In not directed and connected graph $ G=(V,E) $ there are $100$ spanning trees $ T_1,T_2,...T_{100} $.
Vertex $v$ in tree $T_i$ is signed $ d(v,T_i)$ for $ i=1,2,...100 $.
I need to prove the existent of vertex $v$ which its degree's sum in $100$ trees ($ \sum_{i=1}^{100} d(v,T_i) $) is smaller than $200$, and the existent of vertex $v$ which its degree's sum in $100$ trees is at least $200$.
$ d(v,T_i)$ is the vertex's degree in the $i$'s tree ($T_i$)
Thanks!
So we have, by handshake lemma: $$\sum _{v\in V(G)}d(v,T_i) =2n-2$$ for each $T_i$.

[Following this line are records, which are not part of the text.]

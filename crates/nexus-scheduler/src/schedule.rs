use chrono::{DateTime, Datelike, Duration, TimeZone, Utc};
use chrono_tz::Tz;

/// Covers the three free-text grammars (weekly/daily/weekday cron-style
/// triggers) plus an absolute one-shot date. See SPEC_FULL.md §4.8 / §6.
#[derive(Debug, Clone, PartialEq, Eq)]
pub enum Schedule {
    /// `every <weekday> at <time>`. `day` is ISO weekday: 0=Monday..6=Sunday.
    Weekly { day: u8, hour: u8, minute: u8 },
    /// `every day at <time>`.
    Daily { hour: u8, minute: u8 },
    /// `every weekday at <time>` (Mon-Fri).
    Weekday { hour: u8, minute: u8 },
    /// Any other string parsed as an absolute date/time.
    Absolute { at: DateTime<Utc> },
}

impl Schedule {
    /// `"cron"` for the three recurring grammars, `"date"` for absolute —
    /// mirrors the `kind` column the reference scheduler persists.
    pub fn kind(&self) -> &'static str {
        match self {
            Schedule::Absolute { .. } => "date",
            _ => "cron",
        }
    }
}

/// Compute the next UTC execution time for `schedule` strictly after `from`.
/// `tz` localizes naive daily/weekly/weekday times; `Absolute` instants are
/// already UTC-normalized by the parser.
pub fn compute_next_run(schedule: &Schedule, from: DateTime<Utc>, tz: Tz) -> Option<DateTime<Utc>> {
    match schedule {
        Schedule::Absolute { at } => {
            if *at > from {
                Some(*at)
            } else {
                None
            }
        }
        Schedule::Daily { hour, minute } => next_daily(from, tz, *hour, *minute),
        Schedule::Weekday { hour, minute } => next_weekday(from, tz, *hour, *minute),
        Schedule::Weekly { day, hour, minute } => next_weekly(from, tz, *day, *hour, *minute),
    }
}

fn next_daily(from: DateTime<Utc>, tz: Tz, hour: u8, minute: u8) -> Option<DateTime<Utc>> {
    let local = from.with_timezone(&tz);
    let candidate = tz
        .with_ymd_and_hms(
            local.year(),
            local.month(),
            local.day(),
            hour as u32,
            minute as u32,
            0,
        )
        .single()?
        .with_timezone(&Utc);
    if candidate > from {
        Some(candidate)
    } else {
        Some(candidate + Duration::days(1))
    }
}

fn next_weekday(from: DateTime<Utc>, tz: Tz, hour: u8, minute: u8) -> Option<DateTime<Utc>> {
    let mut candidate = next_daily(from, tz, hour, minute)?;
    loop {
        let local = candidate.with_timezone(&tz);
        let is_weekend = matches!(
            local.weekday(),
            chrono::Weekday::Sat | chrono::Weekday::Sun
        );
        if !is_weekend {
            return Some(candidate);
        }
        candidate += Duration::days(1);
    }
}

fn next_weekly(from: DateTime<Utc>, tz: Tz, day: u8, hour: u8, minute: u8) -> Option<DateTime<Utc>> {
    let local = from.with_timezone(&tz);
    let today_dow = local.weekday().num_days_from_monday() as i64;
    let target_dow = (day as i64).clamp(0, 6);
    let mut days_ahead = target_dow - today_dow;
    if days_ahead < 0 {
        days_ahead += 7;
    }

    let candidate_day = local + Duration::days(days_ahead);
    let candidate = tz
        .with_ymd_and_hms(
            candidate_day.year(),
            candidate_day.month(),
            candidate_day.day(),
            hour as u32,
            minute as u32,
            0,
        )
        .single()?
        .with_timezone(&Utc);

    if candidate > from {
        Some(candidate)
    } else {
        Some(candidate + Duration::days(7))
    }
}

#[cfg(test)]
mod tests {
    use super::*;
    use chrono::TimeZone as _;

    #[test]
    fn daily_advances_to_tomorrow_once_passed() {
        let tz = chrono_tz::UTC;
        let from = Utc.with_ymd_and_hms(2026, 7, 29, 10, 0, 0).unwrap();
        let next = compute_next_run(&Schedule::Daily { hour: 8, minute: 0 }, from, tz).unwrap();
        assert_eq!(next, Utc.with_ymd_and_hms(2026, 7, 30, 8, 0, 0).unwrap());
    }

    #[test]
    fn daily_same_day_if_still_ahead() {
        let tz = chrono_tz::UTC;
        let from = Utc.with_ymd_and_hms(2026, 7, 29, 6, 0, 0).unwrap();
        let next = compute_next_run(&Schedule::Daily { hour: 8, minute: 0 }, from, tz).unwrap();
        assert_eq!(next, Utc.with_ymd_and_hms(2026, 7, 29, 8, 0, 0).unwrap());
    }

    #[test]
    fn weekday_skips_weekend() {
        let tz = chrono_tz::UTC;
        // 2026-07-31 is a Friday; asking for 8:00 after it has passed on
        // Friday should land on Monday 2026-08-03.
        let from = Utc.with_ymd_and_hms(2026, 7, 31, 10, 0, 0).unwrap();
        let next = compute_next_run(&Schedule::Weekday { hour: 8, minute: 0 }, from, tz).unwrap();
        assert_eq!(next, Utc.with_ymd_and_hms(2026, 8, 3, 8, 0, 0).unwrap());
    }

    #[test]
    fn weekly_lands_on_target_weekday() {
        let tz = chrono_tz::UTC;
        // 2026-07-29 is a Wednesday; "every monday" should land on 2026-08-03.
        let from = Utc.with_ymd_and_hms(2026, 7, 29, 10, 0, 0).unwrap();
        let next = compute_next_run(&Schedule::Weekly { day: 0, hour: 8, minute: 0 }, from, tz).unwrap();
        assert_eq!(next, Utc.with_ymd_and_hms(2026, 8, 3, 8, 0, 0).unwrap());
    }

    #[test]
    fn absolute_none_once_past() {
        let tz = chrono_tz::UTC;
        let from = Utc.with_ymd_and_hms(2026, 7, 29, 10, 0, 0).unwrap();
        let at = Utc.with_ymd_and_hms(2026, 7, 29, 9, 0, 0).unwrap();
        assert!(compute_next_run(&Schedule::Absolute { at }, from, tz).is_none());
    }
}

So $$\sum _{i=1}^{100}\Big(\sum _{v\in V(G)}d(v,T_i)\Big) =100(2n-2)$$
$$\sum _{v\in V(G)}\Big(\underbrace{\sum _{i=1}^{100} d(v,T_i)}_{d_v}\Big) =100(2n-2)$$
Let $d=\min\{d_v;\;v\in V(G)\}$ then $$n\cdot d= \sum _{v\in V(G)}d \leq 100(2n-2)$$
so $$d\leq 200{n-1\over n} <200$$
And you can do similary for $D=\max\{d_v;\;v\in V(G)\}$